Odi Gonzales’s Birds on the Kiswar Tree (2014, 2Leaf Press), with both the author’s Spanish originals and English translations by poet Lynn Levin, presents to the Anglophone reader vivid documentary poetry of the painted world of colonial-era Quechua artists. Birds on the Kiswar Tree would be a welcome addition to a book shelf of those with an interest in Peruvian Andean cultural identity, ekphrastic poetry, and the literature of resistance.
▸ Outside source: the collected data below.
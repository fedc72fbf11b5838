use once_cell::sync::OnceCell;
use sea_orm::{ConnectionTrait, Database, DatabaseBackend, DatabaseConnection, Statement};
use thiserror::Error;

static DB_CONN: OnceCell<DatabaseConnection> = OnceCell::new();

#[derive(Debug, Error)]
pub enum DataError {
    #[error("database connection failed: {0}")]
    Connect(#[from] sea_orm::DbErr),
    #[error("database already initialized")]
    AlreadyInitialized,
    #[error("io error: {0}")]
    Io(#[from] std::io::Error),
}

/// Open the sqlite database and bootstrap the schema.
///
/// Called once at startup; the connection is stored in a process-wide
/// cell that repositories read through `get_connection`.
pub async fn initialize_database(db_path: Option<&str>) -> Result<(), DataError> {
    let db_file = db_path.unwrap_or("target/db/app.db");
    if let Some(parent) = std::path::Path::new(db_file).parent() {
        std::fs::create_dir_all(parent)?;
    }
    let absolute_path = if std::path::Path::new(db_file).is_absolute() {
        std::path::PathBuf::from(db_file)
    } else {
        std::env::current_dir()?.join(db_file)
    };
    // Normalize path separators and ensure proper URL form on Windows
    let normalized = absolute_path.to_string_lossy().replace('\\', "/");
    let needs_leading_slash = !normalized.starts_with('/') && normalized.contains(':');
    let prefix = if needs_leading_slash { "/" } else { "" };
    let db_url = format!("sqlite://{}{}?mode=rwc", prefix, normalized);
    let conn = Database::connect(&db_url).await?;

    bootstrap_schema(&conn).await?;

    DB_CONN
        .set(conn)
        .map_err(|_| DataError::AlreadyInitialized)?;
    Ok(())
}

/// Global database connection. Panics if called before initialization;
/// that is a startup ordering bug, not a runtime condition.
pub fn get_connection() -> &'static DatabaseConnection {
    DB_CONN
        .get()
        .expect("database not initialized; call initialize_database first")
}

async fn execute(conn: &DatabaseConnection, sql: &str) -> Result<(), sea_orm::DbErr> {
    conn.execute(Statement::from_string(
        DatabaseBackend::Sqlite,
        sql.to_string(),
    ))
    .await?;
    Ok(())
}

/// Minimal schema bootstrap: create every table this build expects.
async fn bootstrap_schema(conn: &DatabaseConnection) -> Result<(), sea_orm::DbErr> {
    execute(
        conn,
        r#"
        CREATE TABLE IF NOT EXISTS k001_knowledge_item (
            id TEXT PRIMARY KEY NOT NULL,
            code TEXT NOT NULL DEFAULT '',
            description TEXT NOT NULL,
            comment TEXT,
            category TEXT NOT NULL DEFAULT '',
            body TEXT NOT NULL DEFAULT '',
            tags TEXT NOT NULL DEFAULT '[]',
            cover_image_url TEXT,
            published INTEGER NOT NULL DEFAULT 0,
            canvas_elements TEXT NOT NULL DEFAULT '[]',
            is_deleted INTEGER NOT NULL DEFAULT 0,
            is_posted INTEGER NOT NULL DEFAULT 0,
            created_at TEXT,
            updated_at TEXT,
            version INTEGER NOT NULL DEFAULT 0
        );
    "#,
    )
    .await?;

    execute(
        conn,
        r#"
        CREATE TABLE IF NOT EXISTS k002_event (
            id TEXT PRIMARY KEY NOT NULL,
            code TEXT NOT NULL DEFAULT '',
            description TEXT NOT NULL,
            comment TEXT,
            starts_at TEXT NOT NULL,
            ends_at TEXT,
            location TEXT NOT NULL DEFAULT '',
            registration_url TEXT,
            published INTEGER NOT NULL DEFAULT 0,
            is_deleted INTEGER NOT NULL DEFAULT 0,
            is_posted INTEGER NOT NULL DEFAULT 0,
            created_at TEXT,
            updated_at TEXT,
            version INTEGER NOT NULL DEFAULT 0
        );
    "#,
    )
    .await?;

    execute(
        conn,
        r#"
        CREATE TABLE IF NOT EXISTS k003_blog_post (
            id TEXT PRIMARY KEY NOT NULL,
            code TEXT NOT NULL DEFAULT '',
            description TEXT NOT NULL,
            comment TEXT,
            slug TEXT NOT NULL,
            body TEXT NOT NULL DEFAULT '',
            author TEXT NOT NULL DEFAULT '',
            published_at TEXT,
            is_deleted INTEGER NOT NULL DEFAULT 0,
            is_posted INTEGER NOT NULL DEFAULT 0,
            created_at TEXT,
            updated_at TEXT,
            version INTEGER NOT NULL DEFAULT 0
        );
    "#,
    )
    .await?;

    execute(
        conn,
        r#"
        CREATE TABLE IF NOT EXISTS k004_template (
            id TEXT PRIMARY KEY NOT NULL,
            code TEXT NOT NULL DEFAULT '',
            description TEXT NOT NULL,
            comment TEXT,
            kind TEXT NOT NULL DEFAULT '',
            blocks TEXT NOT NULL DEFAULT '[]',
            is_deleted INTEGER NOT NULL DEFAULT 0,
            is_posted INTEGER NOT NULL DEFAULT 0,
            created_at TEXT,
            updated_at TEXT,
            version INTEGER NOT NULL DEFAULT 0
        );
    "#,
    )
    .await?;

    execute(
        conn,
        r#"
        CREATE TABLE IF NOT EXISTS k005_page (
            id TEXT PRIMARY KEY NOT NULL,
            code TEXT NOT NULL DEFAULT '',
            description TEXT NOT NULL,
            comment TEXT,
            slug TEXT NOT NULL,
            blocks TEXT NOT NULL DEFAULT '[]',
            published INTEGER NOT NULL DEFAULT 0,
            is_deleted INTEGER NOT NULL DEFAULT 0,
            is_posted INTEGER NOT NULL DEFAULT 0,
            created_at TEXT,
            updated_at TEXT,
            version INTEGER NOT NULL DEFAULT 0
        );
    "#,
    )
    .await?;

    execute(
        conn,
        r#"
        CREATE TABLE IF NOT EXISTS sys_site_settings (
            id INTEGER PRIMARY KEY NOT NULL,
            site_title TEXT NOT NULL DEFAULT '',
            show_events INTEGER,
            show_knowledge INTEGER,
            show_blog INTEGER,
            updated_at TEXT
        );
    "#,
    )
    .await?;

    Ok(())
}
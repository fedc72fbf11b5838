use chrono::Utc;
use contracts::domain::common::{BaseAggregate, EntityMetadata};
use contracts::domain::k004_template::{Template, TemplateId};
use contracts::shared::content_block::ContentBlock;
use serde::{Deserialize, Serialize};
use uuid::Uuid;

use sea_orm::entity::prelude::*;
use sea_orm::{ColumnTrait, EntityTrait, QueryFilter, Set};

use crate::shared::data::db::get_connection;

#[derive(Clone, Debug, PartialEq, DeriveEntityModel, Serialize, Deserialize)]
#[sea_orm(table_name = "k004_template")]
pub struct Model {
    #[sea_orm(primary_key, auto_increment = false)]
    pub id: String,
    pub code: String,
    pub description: String,
    pub comment: Option<String>,
    pub kind: String,
    /// JSON array of content blocks
    pub blocks: String,
    pub is_deleted: bool,
    pub is_posted: bool,
    pub created_at: Option<chrono::DateTime<chrono::Utc>>,
    pub updated_at: Option<chrono::DateTime<chrono::Utc>>,
    pub version: i32,
}

#[derive(Copy, Clone, Debug, EnumIter, DeriveRelation)]
pub enum Relation {}

impl ActiveModelBehavior for ActiveModel {}

impl From<Model> for Template {
    fn from(m: Model) -> Self {
        let metadata = EntityMetadata {
            created_at: m.created_at.unwrap_or_else(Utc::now),
            updated_at: m.updated_at.unwrap_or_else(Utc::now),
            is_deleted: m.is_deleted,
            is_posted: m.is_posted,
            version: m.version,
        };
        let uuid = Uuid::parse_str(&m.id).unwrap_or_else(|_| Uuid::new_v4());

        let blocks: Vec<ContentBlock> = serde_json::from_str(&m.blocks).unwrap_or_default();

        Template {
            base: BaseAggregate::with_metadata(
                TemplateId(uuid),
                m.code,
                m.description,
                m.comment,
                metadata,
            ),
            kind: m.kind,
            blocks,
        }
    }
}

fn conn() -> &'static DatabaseConnection {
    get_connection()
}

fn to_active_model(aggregate: &Template) -> anyhow::Result<ActiveModel> {
    Ok(ActiveModel {
        id: Set(aggregate.base.id.0.to_string()),
        code: Set(aggregate.base.code.clone()),
        description: Set(aggregate.base.description.clone()),
        comment: Set(aggregate.base.comment.clone()),
        kind: Set(aggregate.kind.clone()),
        blocks: Set(serde_json::to_string(&aggregate.blocks)?),
        is_deleted: Set(aggregate.base.metadata.is_deleted),
        is_posted: Set(aggregate.base.metadata.is_posted),
        created_at: Set(Some(aggregate.base.metadata.created_at)),
        updated_at: Set(Some(aggregate.base.metadata.updated_at)),
        version: Set(aggregate.base.metadata.version),
    })
}

pub async fn list_all() -> anyhow::Result<Vec<Template>> {
    let mut items: Vec<Template> = Entity::find()
        .filter(Column::IsDeleted.eq(false))
        .all(conn())
        .await?
        .into_iter()
        .map(Into::into)
        .collect();
    items.sort_by(|a, b| {
        a.base
            .description
            .to_lowercase()
            .cmp(&b.base.description.to_lowercase())
    });
    Ok(items)
}

pub async fn get_by_id(id: Uuid) -> anyhow::Result<Option<Template>> {
    let result = Entity::find_by_id(id.to_string()).one(conn()).await?;
    Ok(result.map(Into::into))
}

pub async fn insert(aggregate: &Template) -> anyhow::Result<Uuid> {
    let uuid = aggregate.base.id.0;
    to_active_model(aggregate)?.insert(conn()).await?;
    Ok(uuid)
}

pub async fn update(aggregate: &Template) -> anyhow::Result<()> {
    to_active_model(aggregate)?.update(conn()).await?;
    Ok(())
}

pub async fn soft_delete(id: Uuid) -> anyhow::Result<bool> {
    use sea_orm::sea_query::Expr;
    let result = Entity::update_many()
        .col_expr(Column::IsDeleted, Expr::value(true))
        .col_expr(Column::UpdatedAt, Expr::value(Utc::now()))
        .filter(Column::Id.eq(id.to_string()))
        .exec(conn())
        .await?;
    Ok(result.rows_affected > 0)
}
Born in Cusco, Peru himself, Gonzales explores the subversive art of Quechua painters, who later became known as the School of Cusco painters, as many of them resided in or near Cusco. During Peru’s colonial era, the Spanish attempted to evangelize the Quechua people by teaching them how to paint fine art while enforcing the European artistic styles and restricting the subject matter to the Christian religion. However, the Quechua painters rebelled against this artistic colonization by adding Andean details--such as native flora and fauna--in their paintings. The painters’ legacy lives on, but many of them were illiterate, and, therefore, their names are unknown. Gonzales lends his voice to these painters and brings light to the art of resilience in the time of oppression; Levin acts as his partner to unveil his rendition of their art to the English-speaking world.
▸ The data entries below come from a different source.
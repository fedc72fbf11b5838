pub mod site_settings;
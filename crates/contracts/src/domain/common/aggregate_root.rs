use super::EntityMetadata;

/// Trait for aggregate roots
///
/// Defines the mandatory accessors and static metadata for every
/// aggregate in the system.
pub trait AggregateRoot {
    /// Aggregate identifier type
    type Id;

    /// Record ID
    fn id(&self) -> Self::Id;

    /// Business code (e.g. "KB-2026-001")
    fn code(&self) -> &str;

    /// Description / display name
    fn description(&self) -> &str;

    /// Lifecycle metadata
    fn metadata(&self) -> &EntityMetadata;

    /// Mutable lifecycle metadata
    fn metadata_mut(&mut self) -> &mut EntityMetadata;

    /// Aggregate index in the system (e.g. "k001")
    fn aggregate_index() -> &'static str;

    /// Collection name for the DB (e.g. "knowledge_item")
    fn collection_name() -> &'static str;

    /// Singular UI name (e.g. "Knowledge item")
    fn element_name() -> &'static str;

    /// Plural UI name (e.g. "Knowledge items")
    fn list_name() -> &'static str;

    /// Check aggregate invariants before persisting
    fn validate(&self) -> Result<(), String>;

    /// Full aggregate name (e.g. "k001_knowledge_item")
    fn full_name() -> String {
        format!("{}_{}", Self::aggregate_index(), Self::collection_name())
    }

    /// Lifecycle bookkeeping applied right before a write
    fn before_write(&mut self) {
        self.metadata_mut().touch();
        self.metadata_mut().increment_version();
    }
}
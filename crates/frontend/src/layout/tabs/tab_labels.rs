//! Tab labels - the single source of truth for tab titles.
//!
//! Aggregate tabs take their plural name from contracts; system tabs
//! are hardcoded here.

use contracts::domain::common::AggregateRoot;
use contracts::domain::k001_knowledge_item::KnowledgeItem;
use contracts::domain::k002_event::Event;
use contracts::domain::k003_blog_post::BlogPost;
use contracts::domain::k004_template::Template;
use contracts::domain::k005_page::Page;

/// Returns the human-readable title for a given tab key.
///
/// Fallback: empty string, which makes the sidebar fall back to the key.
pub fn tab_label_for_key(key: &str) -> &'static str {
    match key {
        // ── Aggregates ────────────────────────────────────────────────────
        "k001_knowledge_item" => KnowledgeItem::list_name(),
        "k002_event" => Event::list_name(),
        "k003_blog_post" => BlogPost::list_name(),
        "k004_template" => Template::list_name(),
        "k005_page" => Page::list_name(),

        // ── System (sys_*) ────────────────────────────────────────────────
        "sys_site_settings" => "Site settings",

        // ── Fallback ──────────────────────────────────────────────────────
        _ => "",
    }
}

/// Returns the first non-empty identifier from the fallback chain.
///
/// Priority order: code → slug → description → id
pub fn pick_identifier<'a>(
    code: Option<&'a str>,
    slug: Option<&'a str>,
    description: Option<&'a str>,
    id: &'a str,
) -> &'a str {
    [code, slug, description]
        .into_iter()
        .flatten()
        .find(|s| !s.is_empty())
        .unwrap_or(id)
}

/// Builds a detail-tab title: "<entity> · <identifier>".
///
/// Example: `detail_tab_label("Event", "EV-001")` → `"Event · EV-001"`
pub fn detail_tab_label(entity_label: &'static str, identifier: &str) -> String {
    format!("{} · {}", entity_label, identifier)
}
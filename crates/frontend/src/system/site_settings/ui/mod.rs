use super::api;
use super::context::use_site_settings;
use contracts::system::site_settings::{SiteSettings, SiteSettingsDto};
use leptos::prelude::*;
use leptos::task::spawn_local;

/// Site settings screen: site title plus the per-domain visibility
/// toggles. Saving pushes the DTO and refreshes the shared context so
/// listing blocks pick the change up immediately.
#[component]
#[allow(non_snake_case)]
pub fn SiteSettingsPage() -> impl IntoView {
    let ctx = use_site_settings();

    let (site_title, set_site_title) = signal(String::new());
    let (show_events, set_show_events) = signal(true);
    let (show_knowledge, set_show_knowledge) = signal(true);
    let (show_blog, set_show_blog) = signal(true);
    let (status, set_status) = signal::<Option<String>>(None);
    let (error, set_error) = signal::<Option<String>>(None);

    // Seed the form whenever a settings snapshot arrives
    Effect::new(move |_| {
        if let Some(s) = ctx.settings.get() {
            let SiteSettings {
                site_title,
                show_events,
                show_knowledge,
                show_blog,
                ..
            } = s;
            set_site_title.set(site_title);
            set_show_events.set(show_events.unwrap_or(false));
            set_show_knowledge.set(show_knowledge.unwrap_or(false));
            set_show_blog.set(show_blog.unwrap_or(false));
        }
    });

    let save = move |_| {
        let dto = SiteSettingsDto {
            site_title: site_title.get(),
            show_events: Some(show_events.get()),
            show_knowledge: Some(show_knowledge.get()),
            show_blog: Some(show_blog.get()),
        };
        set_status.set(None);
        set_error.set(None);
        spawn_local(async move {
            match api::update_site_settings(dto).await {
                Ok(()) => {
                    set_status.set(Some("Saved".to_string()));
                    ctx.refresh();
                }
                Err(e) => set_error.set(Some(e)),
            }
        });
    };

    view! {
        <div class="content">
            <div class="header">
                <h2>{"Site settings"}</h2>
            </div>

            {move || error.get().map(|e| view! { <div class="error">{e}</div> })}
            {move || status.get().map(|s| view! { <div class="success">{s}</div> })}

            <div class="form">
                <div class="form__row">
                    <label class="form__label">{"Site title"}</label>
                    <input
                        type="text"
                        class="form__input"
                        prop:value=move || site_title.get()
                        on:input=move |ev| set_site_title.set(event_target_value(&ev))
                    />
                </div>

                <div class="form__row">
                    <label class="form__label">
                        <input
                            type="checkbox"
                            prop:checked=move || show_events.get()
                            on:change=move |ev| set_show_events.set(event_target_checked(&ev))
                        />
                        {"Show events"}
                    </label>
                </div>

                <div class="form__row">
                    <label class="form__label">
                        <input
                            type="checkbox"
                            prop:checked=move || show_knowledge.get()
                            on:change=move |ev| set_show_knowledge.set(event_target_checked(&ev))
                        />
                        {"Show knowledge base"}
                    </label>
                </div>

                <div class="form__row">
                    <label class="form__label">
                        <input
                            type="checkbox"
                            prop:checked=move || show_blog.get()
                            on:change=move |ev| set_show_blog.set(event_target_checked(&ev))
                        />
                        {"Show blog"}
                    </label>
                </div>

                <div class="form__actions">
                    <button class="button button--primary" on:click=save>
                        {"Save"}
                    </button>
                </div>
            </div>
        </div>
    }
}
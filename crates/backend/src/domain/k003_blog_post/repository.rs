use chrono::Utc;
use contracts::domain::common::{BaseAggregate, EntityMetadata};
use contracts::domain::k003_blog_post::{BlogPost, BlogPostId};
use serde::{Deserialize, Serialize};
use uuid::Uuid;

use sea_orm::entity::prelude::*;
use sea_orm::{ColumnTrait, EntityTrait, QueryFilter, Set};

use crate::shared::data::db::get_connection;

#[derive(Clone, Debug, PartialEq, DeriveEntityModel, Serialize, Deserialize)]
#[sea_orm(table_name = "k003_blog_post")]
pub struct Model {
    #[sea_orm(primary_key, auto_increment = false)]
    pub id: String,
    pub code: String,
    pub description: String,
    pub comment: Option<String>,
    pub slug: String,
    pub body: String,
    pub author: String,
    pub published_at: Option<chrono::DateTime<chrono::Utc>>,
    pub is_deleted: bool,
    pub is_posted: bool,
    pub created_at: Option<chrono::DateTime<chrono::Utc>>,
    pub updated_at: Option<chrono::DateTime<chrono::Utc>>,
    pub version: i32,
}

#[derive(Copy, Clone, Debug, EnumIter, DeriveRelation)]
pub enum Relation {}

impl ActiveModelBehavior for ActiveModel {}

impl From<Model> for BlogPost {
    fn from(m: Model) -> Self {
        let metadata = EntityMetadata {
            created_at: m.created_at.unwrap_or_else(Utc::now),
            updated_at: m.updated_at.unwrap_or_else(Utc::now),
            is_deleted: m.is_deleted,
            is_posted: m.is_posted,
            version: m.version,
        };
        let uuid = Uuid::parse_str(&m.id).unwrap_or_else(|_| Uuid::new_v4());

        BlogPost {
            base: BaseAggregate::with_metadata(
                BlogPostId(uuid),
                m.code,
                m.description,
                m.comment,
                metadata,
            ),
            slug: m.slug,
            body: m.body,
            author: m.author,
            published_at: m.published_at,
        }
    }
}

fn conn() -> &'static DatabaseConnection {
    get_connection()
}

fn to_active_model(aggregate: &BlogPost) -> ActiveModel {
    ActiveModel {
        id: Set(aggregate.base.id.0.to_string()),
        code: Set(aggregate.base.code.clone()),
        description: Set(aggregate.base.description.clone()),
        comment: Set(aggregate.base.comment.clone()),
        slug: Set(aggregate.slug.clone()),
        body: Set(aggregate.body.clone()),
        author: Set(aggregate.author.clone()),
        published_at: Set(aggregate.published_at),
        is_deleted: Set(aggregate.base.metadata.is_deleted),
        is_posted: Set(aggregate.base.metadata.is_posted),
        created_at: Set(Some(aggregate.base.metadata.created_at)),
        updated_at: Set(Some(aggregate.base.metadata.updated_at)),
        version: Set(aggregate.base.metadata.version),
    }
}

pub async fn list_all() -> anyhow::Result<Vec<BlogPost>> {
    let mut items: Vec<BlogPost> = Entity::find()
        .filter(Column::IsDeleted.eq(false))
        .all(conn())
        .await?
        .into_iter()
        .map(Into::into)
        .collect();
    items.sort_by(|a, b| b.base.metadata.created_at.cmp(&a.base.metadata.created_at));
    Ok(items)
}

/// Published posts only, newest first (for listings)
pub async fn list_published() -> anyhow::Result<Vec<BlogPost>> {
    let mut items: Vec<BlogPost> = Entity::find()
        .filter(Column::IsDeleted.eq(false))
        .filter(Column::PublishedAt.is_not_null())
        .all(conn())
        .await?
        .into_iter()
        .map(Into::into)
        .collect();
    items.sort_by(|a, b| b.published_at.cmp(&a.published_at));
    Ok(items)
}

pub async fn get_by_id(id: Uuid) -> anyhow::Result<Option<BlogPost>> {
    let result = Entity::find_by_id(id.to_string()).one(conn()).await?;
    Ok(result.map(Into::into))
}

pub async fn insert(aggregate: &BlogPost) -> anyhow::Result<Uuid> {
    let uuid = aggregate.base.id.0;
    to_active_model(aggregate).insert(conn()).await?;
    Ok(uuid)
}

pub async fn update(aggregate: &BlogPost) -> anyhow::Result<()> {
    to_active_model(aggregate).update(conn()).await?;
    Ok(())
}

pub async fn soft_delete(id: Uuid) -> anyhow::Result<bool> {
    use sea_orm::sea_query::Expr;
    let result = Entity::update_many()
        .col_expr(Column::IsDeleted, Expr::value(true))
        .col_expr(Column::UpdatedAt, Expr::value(Utc::now()))
        .filter(Column::Id.eq(id.to_string()))
        .exec(conn())
        .await?;
    Ok(result.rows_affected > 0)
}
Even if the reader does not enter the poetry collection with knowledge of Peruvian art history, the poems create a hospitable space in which the reader can learn and understand their specific heritage. The titles of the poems are, in fact, the titles and locations of the actual paintings, and many poems include explanatory notes at the end. The poems inform us without the impulse to educate overwhelming the pages. “Adoration of the Shepherds” clearly portrays the scene in the painting:

A thicket of cloud covers
the constellations of the hummingbird

and the flock of llamas
    in heat

In the manger…the cave of Rayampata?

[...]

             The Virgin
the Child and the angels glow
with a sweet and simple beauty:

one of the delights
of Cusqueñan  art

Lamb of God
Son of Man
the newborn has
two whorls in his hair:
                                 the mark
of one who will be stubborn

In this poem, one can see how the popular Christian theme was refashioned by the painter (Francisco Chiwantito) to place the figures in a specifically Andean location. According to the translator’s note, the Quechuas also believed that two whorls in hair meant stubbornness--one can imagine Chiwantito adding that belief as a means of rebelling against not only the colonizers’ artistic style but also religion. The italicized parts of this poem function as explicatory comments, like those one would hear from an audio guide in a museum, which heighten the effect of seeing Birds on the Kiswar Tree as a poetic gallery. Italics appear in other poems throughout the book, and sometimes, they act as another voice, an outsider’s voice, removed from the life of the painting. For instance, in “The Expulsion from Paradise,” the italicized portion exclaims: “we hereby command you may paint / only what the Scriptures say.” In spite of the pellucid nature of the narrative, the poetry still retains exciting mystery that allows the reader to fill in the gaps (the indentations in the poems seem to invite this effect as well). “Apprentice Painters” tugs the reader into a haze of birds:

The signature of the artist lies
                         hidden
on the back of the canvas
in a ribbon that hangs
from the beak of a bird:

a wanchaco?
                  a zorzal?
a calandria?

The reader may not know what a wanchaco or a zorzal is, but understands that they are birds native to Peru. The bright birds that occupy many of the poems in the collection seem to be anchors, agents that keep the poetic space in Peru while the linguistic landscape shifts.

Close poet-translator collaboration and painstaking research of the original language and culture, make Birds on the Kiswar Tree a truly animated documentary of painters who found escape from foreign domination through art.